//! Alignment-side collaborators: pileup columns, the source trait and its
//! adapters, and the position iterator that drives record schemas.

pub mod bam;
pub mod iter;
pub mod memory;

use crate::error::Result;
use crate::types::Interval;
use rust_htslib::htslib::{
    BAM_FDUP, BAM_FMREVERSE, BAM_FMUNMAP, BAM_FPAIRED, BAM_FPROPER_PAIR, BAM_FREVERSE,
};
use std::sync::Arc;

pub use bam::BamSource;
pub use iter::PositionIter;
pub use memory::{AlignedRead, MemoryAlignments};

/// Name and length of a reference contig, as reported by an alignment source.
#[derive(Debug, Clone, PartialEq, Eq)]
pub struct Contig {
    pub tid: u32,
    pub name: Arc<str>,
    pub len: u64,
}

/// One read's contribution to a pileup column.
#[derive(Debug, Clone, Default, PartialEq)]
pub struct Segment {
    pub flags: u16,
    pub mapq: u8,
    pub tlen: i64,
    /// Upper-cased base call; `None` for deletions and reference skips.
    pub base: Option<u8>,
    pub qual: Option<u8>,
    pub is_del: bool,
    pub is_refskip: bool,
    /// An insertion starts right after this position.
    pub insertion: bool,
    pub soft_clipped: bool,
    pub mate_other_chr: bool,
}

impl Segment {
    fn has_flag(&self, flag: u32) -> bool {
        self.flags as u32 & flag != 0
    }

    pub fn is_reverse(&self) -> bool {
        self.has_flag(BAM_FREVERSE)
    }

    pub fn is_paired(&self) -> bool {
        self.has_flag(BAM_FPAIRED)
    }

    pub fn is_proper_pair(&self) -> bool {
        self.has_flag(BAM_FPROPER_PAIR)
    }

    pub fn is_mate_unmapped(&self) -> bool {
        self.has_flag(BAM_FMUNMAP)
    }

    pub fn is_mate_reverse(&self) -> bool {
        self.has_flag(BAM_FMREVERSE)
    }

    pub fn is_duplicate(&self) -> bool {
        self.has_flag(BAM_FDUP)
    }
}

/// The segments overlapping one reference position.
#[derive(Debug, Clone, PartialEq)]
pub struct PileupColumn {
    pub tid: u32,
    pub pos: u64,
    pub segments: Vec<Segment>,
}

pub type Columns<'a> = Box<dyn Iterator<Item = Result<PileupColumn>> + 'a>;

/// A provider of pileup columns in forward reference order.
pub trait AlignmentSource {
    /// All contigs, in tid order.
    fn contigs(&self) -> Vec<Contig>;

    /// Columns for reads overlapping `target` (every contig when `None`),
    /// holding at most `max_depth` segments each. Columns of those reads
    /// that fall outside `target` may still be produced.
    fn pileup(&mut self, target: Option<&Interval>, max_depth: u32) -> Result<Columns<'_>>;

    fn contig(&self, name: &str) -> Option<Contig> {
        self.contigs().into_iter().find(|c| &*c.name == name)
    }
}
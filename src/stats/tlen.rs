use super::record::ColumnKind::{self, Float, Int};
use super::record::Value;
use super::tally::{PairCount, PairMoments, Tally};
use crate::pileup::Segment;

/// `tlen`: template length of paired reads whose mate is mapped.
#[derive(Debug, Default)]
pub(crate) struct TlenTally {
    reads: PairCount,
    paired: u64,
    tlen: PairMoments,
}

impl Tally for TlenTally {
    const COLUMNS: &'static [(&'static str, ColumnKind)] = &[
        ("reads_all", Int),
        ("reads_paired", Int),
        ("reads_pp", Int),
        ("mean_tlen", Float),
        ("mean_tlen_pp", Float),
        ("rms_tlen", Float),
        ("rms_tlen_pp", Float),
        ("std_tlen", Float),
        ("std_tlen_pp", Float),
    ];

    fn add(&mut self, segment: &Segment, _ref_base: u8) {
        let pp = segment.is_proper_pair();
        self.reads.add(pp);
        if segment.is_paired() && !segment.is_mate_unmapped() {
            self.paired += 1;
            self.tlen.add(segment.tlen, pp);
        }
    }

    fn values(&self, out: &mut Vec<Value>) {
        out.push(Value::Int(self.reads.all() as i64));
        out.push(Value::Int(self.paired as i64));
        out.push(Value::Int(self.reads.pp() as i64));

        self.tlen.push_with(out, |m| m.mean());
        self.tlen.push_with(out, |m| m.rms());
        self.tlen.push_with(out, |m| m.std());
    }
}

» Brief
Please state the number of lines in the listing that include the word "PairCount", with no other words.

» Answer for this exercise
2